Que notre mauvaise inclination, jointe aux suggestions du Démon, nous porte à juger témérairement du prochain : de quelle maniere nous y devons résister.

LA bonne opinion que nous avons de nous-mêmes, produit un autre désordre bien préjudiciable ; c’est le jugement téméraire, qui fait que nous concevons, & que nous donnons aux autres une basse idée de notre prochain. Comme ce vice naît de notre orguëil, c’est aussi par notre orguëil qu’il s’entretient ; & plus il augmente, plus nous devenons présomptueux, pleins de nous-mêmes, & susceptibles des illusions du démon. Car nous venons insensiblement à avoir pour nous d’autant plus d’estime, que nous en avons moins pour les autres ; étant faussement persuadés que nous sommes tout-à-fait exemts des fautes dont nous les jugerons coupables.

Lorsque l’ennemi de notre salut reconnoît en nous cette méchante disposition, il employe toutes ses ruses pour nous rendre continuellement attentifs à examiner les défauts d’autrui, & à nous les figurer plus grands qu’ils ne sont. Il n’est pas croyable combien il s’efforce de nous remettre à tout moment devant les yeux quelques légeres imperfections que nous avons vûes dans nos freres, lorsqu’il ne peut nous y en faire remarquer de considérables.

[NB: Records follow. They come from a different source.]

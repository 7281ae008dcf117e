//! Unified pipeline error type used across all phases.

use std::path::PathBuf;

use thiserror::Error;

/// Fatal pipeline errors. Every variant names the offending entity where one
/// exists; none of them leaves a partial output artifact behind.
#[derive(Debug, Error)]
pub enum OrgError {
    /// The source document is not a valid org description.
    #[error("invalid org input: {0}")]
    Input(String),

    /// The same role id appears more than once across all groups.
    #[error("duplicate role id '{0}'")]
    DuplicateRoleId(String),

    /// A role reports to an id that matches no known role.
    #[error("role '{role}' reports to unknown role '{parent}'")]
    DanglingParent { role: String, parent: String },

    /// A role sits on a reporting cycle, or is otherwise unreachable from
    /// every root of the hierarchy.
    #[error("role '{0}' is part of a reporting cycle or unreachable from any root")]
    CyclicOrUnreachable(String),

    /// Defense in depth: the tree builder refuses to recurse forever if an
    /// invalid hierarchy slips past validation.
    #[error("hierarchy exceeds maximum depth of {max} at role '{role}'")]
    ExcessiveDepth { role: String, max: usize },

    /// Payload serialization failed.
    #[error("payload encode: {0}")]
    Encode(#[from] serde_json::Error),

    /// Source unreadable or destination unwritable.
    #[error("{}: {source}", path.display())]
    Io {
        path: PathBuf,
        #[source]
        source: std::io::Error,
    },

    /// The filesystem watcher could not be set up.
    #[error("file watcher: {0}")]
    Watch(#[from] notify::Error),
}
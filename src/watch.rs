//! Watch mode: rebuild the artifact whenever the org file changes.
//!
//! A sequential consume-event/run loop: block on the next filesystem
//! notification, then run the pipeline once. Rebuilds never overlap, and a
//! failed rebuild only aborts itself; the watcher keeps running and retries
//! on the next change event.

use std::path::Path;
use std::sync::mpsc;

use notify::{Event, RecursiveMode, Watcher};
use tracing::{error, info};

use crate::error::OrgError;
use crate::pipeline;

/// Watch `input` and regenerate `output` on every change to it, starting
/// with one initial build. Returns only if the watcher channel closes.
pub fn watch(input: &Path, output: &Path) -> Result<(), OrgError> {
    // Initial build; a broken org file at startup must not kill the watcher.
    if let Err(e) = pipeline::build(input, output) {
        error!(error = %e, "initial build failed");
    }

    let (tx, rx) = mpsc::channel::<notify::Result<Event>>();
    let mut watcher = notify::recommended_watcher(tx)?;

    // Watch the containing directory: editors often replace the file
    // wholesale, which unregisters a watch on the file itself.
    let dir = match input.parent() {
        Some(p) if !p.as_os_str().is_empty() => p,
        _ => Path::new("."),
    };
    watcher.watch(dir, RecursiveMode::NonRecursive)?;
    info!(input = %input.display(), "watching for changes");

    while let Ok(event) = rx.recv() {
        match event {
            Ok(event) if touches_input(&event, input) => {
                info!("change detected, rebuilding");
                if let Err(e) = pipeline::build(input, output) {
                    error!(error = %e, "rebuild failed");
                }
            }
            Ok(_) => {}
            Err(e) => error!(error = %e, "watch error"),
        }
    }

    Ok(())
}

/// Only events touching the input file itself trigger a rebuild. Notification
/// paths are absolute while the configured input may be relative, so compare
/// by file name within the watched directory.
fn touches_input(event: &Event, input: &Path) -> bool {
    let Some(target) = input.file_name() else {
        return false;
    };
    event.paths.iter().any(|p| p.file_name() == Some(target))
}
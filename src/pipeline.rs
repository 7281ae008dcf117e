//! One full pipeline run: parse → resolve → build → enrich → emit.
//!
//! Synchronous end to end; each run builds everything fresh from the current
//! input and nothing persists between runs.

use std::fs;
use std::path::Path;

use tracing::{debug, info};

use crate::emit;
use crate::error::OrgError;
use crate::parse;
use crate::resolve;
use crate::tree;

/// Read the org description, run every phase, and write the HTML artifact.
/// Any error aborts the run before the output file is touched.
pub fn build(input: &Path, output: &Path) -> Result<(), OrgError> {
    let text = fs::read_to_string(input).map_err(|e| OrgError::Io {
        path: input.to_path_buf(),
        source: e,
    })?;

    let org_file = parse::parse(&text)?;
    let resolved = resolve::resolve(&org_file.org)?;
    debug!(
        roles = resolved.roles.len(),
        roots = resolved.roots.len(),
        "hierarchy resolved"
    );

    let mut forest = tree::build_forest(&org_file.org, &resolved)?;
    tree::enrich(&mut forest);

    let payload = emit::payload(&org_file.org, forest);
    let html = emit::render_html(&payload)?;

    write_atomic(output, &html)?;
    info!(output = %output.display(), "org tree written");
    Ok(())
}

/// Complete-or-absent artifact: write a sibling temp file, then rename over
/// the destination, so an interrupted run never leaves a truncated page.
fn write_atomic(path: &Path, contents: &str) -> Result<(), OrgError> {
    let io = |e: std::io::Error| OrgError::Io {
        path: path.to_path_buf(),
        source: e,
    };

    if let Some(parent) = path.parent() {
        if !parent.as_os_str().is_empty() {
            fs::create_dir_all(parent).map_err(io)?;
        }
    }

    let tmp = path.with_extension("html.tmp");
    fs::write(&tmp, contents).map_err(io)?;
    fs::rename(&tmp, path).map_err(io)?;
    Ok(())
}
//! Integration tests for tree assembly and presentation enrichment.

use std::collections::HashSet;

use orgtree::parse;
use orgtree::resolve;
use orgtree::tree::{self, TreeNode};

fn forest_for(yaml: &str) -> (parse::OrgFile, Vec<TreeNode>) {
    let file = parse::parse(yaml).expect("fixture should parse");
    let resolved = resolve::resolve(&file.org).expect("fixture should resolve");
    let forest = tree::build_forest(&file.org, &resolved).expect("fixture should build");
    (file, forest)
}

fn collect_ids(node: &TreeNode, ids: &mut Vec<String>) {
    ids.push(node.id.clone());
    for child in &node.children {
        collect_ids(child, ids);
    }
}

#[test]
fn every_role_appears_exactly_once() {
    let (file, forest) = forest_for(include_str!("fixtures/example_org.yaml"));
    let mut ids = Vec::new();
    for root in &forest {
        collect_ids(root, &mut ids);
    }

    let expected: usize = file.org.groups.iter().map(|g| g.roles.len()).sum();
    assert_eq!(ids.len(), expected);
    assert_eq!(ids.iter().collect::<HashSet<_>>().len(), expected);
}

#[test]
fn tree_shape_follows_reporting_chain() {
    let (_, forest) = forest_for(include_str!("fixtures/example_org.yaml"));
    assert_eq!(forest.len(), 1);

    let ceo = &forest[0];
    assert_eq!(ceo.id, "ceo");
    assert_eq!(ceo.children.len(), 1);

    let coo = &ceo.children[0];
    assert_eq!(coo.id, "coo");
    assert_eq!(coo.children[0].id, "vp-eng");
    let leads: Vec<&str> = coo.children[0]
        .children
        .iter()
        .map(|n| n.id.as_str())
        .collect();
    assert_eq!(leads, vec!["backend-lead", "frontend-lead"]);
}

#[test]
fn title_is_trimmed_and_defaults_to_id() {
    let (_, forest) = forest_for(include_str!("fixtures/example_org.yaml"));
    let vp = &forest[0].children[0].children[0];
    assert_eq!(vp.children[0].name, "Backend Lead");
    // frontend-lead has no title at all.
    assert_eq!(vp.children[1].name, "frontend-lead");
}

#[test]
fn group_metadata_is_attached_to_nodes() {
    let (_, forest) = forest_for(include_str!("fixtures/example_org.yaml"));
    let ceo = &forest[0];
    assert_eq!(ceo.group_name, "Executive");
    assert_eq!(ceo.color, "#4f7fd9");
    assert_eq!(ceo.children[0].children[0].group_name, "Engineering");
    assert_eq!(ceo.children[0].children[0].color, "#3aa675");
}

#[test]
fn leaves_serialize_without_children_key() {
    let (_, forest) = forest_for(include_str!("fixtures/example_org.yaml"));
    let leaf = &forest[0].children[0].children[0].children[0];
    assert!(leaf.children.is_empty());

    let json = serde_json::to_string(leaf).unwrap();
    assert!(!json.contains("\"children\""));
    assert!(json.contains("\"groupName\":\"Engineering\""));
}

#[test]
fn colorless_group_inherits_nearest_styled_ancestor() {
    let yaml = "org:
  name: A
  groups:
    - id: exec
      name: Executive
      color: \"#4f7fd9\"
      roles:
        - id: ceo
    - id: interns
      name: \"\"
      default_reports_to: ceo
      roles:
        - id: intern
";
    let (_, mut forest) = forest_for(yaml);
    tree::enrich(&mut forest);

    let intern = &forest[0].children[0];
    assert_eq!(intern.group_name, "Executive");
    assert_eq!(intern.color, "#4f7fd9");
}

#[test]
fn fully_unstyled_org_gets_neutral_default_color() {
    let yaml = "org:
  name: A
  groups:
    - id: g
      name: \"\"
      roles:
        - id: solo
";
    let (_, mut forest) = forest_for(yaml);
    tree::enrich(&mut forest);
    assert_eq!(forest[0].color, tree::DEFAULT_COLOR);
}
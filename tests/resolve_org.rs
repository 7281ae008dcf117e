//! Integration tests for the resolve phase: default filling, root buckets,
//! and structural validation.

use orgtree::error::OrgError;
use orgtree::parse;
use orgtree::resolve::{self, ReportsTo};

fn resolve_fixture(yaml: &str) -> Result<resolve::ResolvedOrg, OrgError> {
    let file = parse::parse(yaml).expect("fixture should parse");
    resolve::resolve(&file.org)
}

#[test]
fn example_org_resolves() {
    let resolved = resolve_fixture(include_str!("fixtures/example_org.yaml")).unwrap();
    assert_eq!(resolved.roles.len(), 5);
    assert_eq!(resolved.roots, vec!["ceo"]);
    assert_eq!(resolved.children["ceo"], vec!["coo"]);
    assert_eq!(resolved.children["vp-eng"], vec!["backend-lead", "frontend-lead"]);
}

#[test]
fn group_default_fills_missing_reports_to() {
    let resolved = resolve_fixture(include_str!("fixtures/example_org.yaml")).unwrap();
    // vp-eng has no explicit parent; the eng group default routes it to coo.
    assert_eq!(
        resolved.role("vp-eng").unwrap().reports_to,
        ReportsTo::Role("coo".into())
    );
}

#[test]
fn role_without_default_or_explicit_parent_is_root() {
    let resolved = resolve_fixture(
        "org:\n  name: A\n  groups:\n    - id: g\n      name: G\n      roles:\n        - id: solo\n",
    )
    .unwrap();
    assert_eq!(resolved.roots, vec!["solo"]);
    assert!(resolved.role("solo").unwrap().reports_to.is_root());
}

#[test]
fn root_buckets_concatenate_in_legacy_order() {
    let resolved = resolve_fixture(include_str!("fixtures/root_buckets.yaml")).unwrap();
    // Absent bucket first, then "", then the string "null" -- not input order.
    assert_eq!(
        resolved.roots,
        vec!["plain-root", "second-plain-root", "empty-root", "word-root"]
    );
}

#[test]
fn explicit_null_overrides_group_default() {
    let resolved = resolve_fixture(include_str!("fixtures/explicit_null.yaml")).unwrap();
    // Absent key takes the default; an explicit null stays a root.
    assert_eq!(
        resolved.role("assistant").unwrap().reports_to,
        ReportsTo::Role("ceo".into())
    );
    assert_eq!(resolved.role("floater").unwrap().reports_to, ReportsTo::Absent);
    assert_eq!(resolved.roots, vec!["ceo", "floater"]);
}

#[test]
fn duplicate_role_id_is_fatal() {
    let err = resolve_fixture(include_str!("fixtures/duplicate_role.yaml")).unwrap_err();
    match err {
        OrgError::DuplicateRoleId(id) => assert_eq!(id, "ceo"),
        other => panic!("expected DuplicateRoleId, got: {other:?}"),
    }
}

#[test]
fn dangling_parent_names_role_and_parent() {
    let err = resolve_fixture(include_str!("fixtures/dangling_parent.yaml")).unwrap_err();
    match err {
        OrgError::DanglingParent { role, parent } => {
            assert_eq!(role, "role_x");
            assert_eq!(parent, "ghost");
        }
        other => panic!("expected DanglingParent, got: {other:?}"),
    }
}

#[test]
fn reporting_cycle_is_detected() {
    let err = resolve_fixture(include_str!("fixtures/cycle.yaml")).unwrap_err();
    match err {
        OrgError::CyclicOrUnreachable(id) => assert_eq!(id, "alpha"),
        other => panic!("expected CyclicOrUnreachable, got: {other:?}"),
    }
}

#[test]
fn self_reporting_role_is_detected() {
    let err = resolve_fixture(
        "org:\n  name: A\n  groups:\n    - id: g\n      name: G\n      roles:\n        - id: boss\n        - id: ouroboros\n          reports_to: ouroboros\n",
    )
    .unwrap_err();
    assert!(
        matches!(err, OrgError::CyclicOrUnreachable(ref id) if id == "ouroboros"),
        "got: {err:?}"
    );
}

Puis donc qu’il est si artificieux & si apliqué à nous nuire, ne soyons pas moins vigilans à découvrir & à éviter ses pieges. Aussi-tôt qu’il nous représente quelque vice du prochain, rejettons cette pensée, & s’il continue à nous presser d’en former un jugement désavantageux, gardons-nous bien d’écouter ses suggestions malignes. Souvenons-nous que nous n’avons pas l’autorité nécessaire pour juger, & que quand même nous l’aurions, nous ne serions pas assûrez de juger équitablement ; parce que nous sommes prévenus de mille passions aveugles, & que naturellement nous prenons plaisir à censurer les actions & la vie d’autrui.

Pour remédier efficacement à un mal si dangéreux, ayons l’esprit entierement occupé de nos miseres : nous trouverons au-dedans de nous tant de choses à réformer, que l’envie ne nous prendra pas de juger & de condamner les autres. De plus, en nous apliquant à considérer nos propres défauts, nous guérirons aisément l’œil de notre ame d’une certaine malignité, qui est la source des jugemens téméraires. Car quiconque juge sans raison que son frere est sujet à quelque vice, n’a que trop de fondement pour croire qu’il y est sujet lui-même ; puisqu’un homme vicieux pense toujours que les autres lui ressemblent. Lors donc que nous sommes prêt de condamner la conduite de quelque personne, blamons-nous intérieurement nous-mêmes, & faisons-nous ce juste reproche : Aveugle & présomptueux, comment es-tu si téméraire que de critiquer les actions de ton prochain, toi qui as les mêmes défauts, & qui en as de plus grands que lui ? Ainsi tournant contre nous nos propres armes, au lieu d’en blesser nos freres, nous les employerons à guérir nos playes.

Que si la faute que nous condamnons est réelle & manifeste, excusons par charité celui qui l’a commise ; croyons qu’il a des vertus cachées, qu’il n’auroit pû conserver, si Dieu n’eût permis cette chûte, croyons qu’un léger défaut que Dieu lui laisse pour quelque tems, rabattera beaucoup de la bonne opinion qu’il a de lui-même ; qu’étant méprisé des autres, il en deviendra plus humble, & par conséquent que son gain sera plus grand que la perte. Mais si le peché est non-seulement public, mais énorme ; si le pecheur est endurci & impénitent, élevons notre esprit au Ciel, entrons dans les secrets jugemens de Dieu ; considérons que beaucoup de gens après avoir longtems vêcu dans le crime, sont devenus de grands Saints, & que d’autres au contraire qui sembloient être arrivés au comble de la perfection, sont tombés malheureusement dans un abîme, d’iniquité.

Par ces considérations, chacun comprendra qu’il n’y a pas moins à craindre pour lui que pour tout autre ; & que s’il sent quelque inclination à juger favorablement des autres, c’est le Saint Esprit qui la lui donne : au lieu que ses jugemens téméraires, ses aversions & son mépris pour le prochain, n’ont point d’autre cause que sa propre malignité, & la suggestion du démon ; si donc nous nous sommes arrêtés à considérer trop curieusement les défauts d’autrui, ne nous donnons point de repos que tout ne soit effacé de notre mémoire.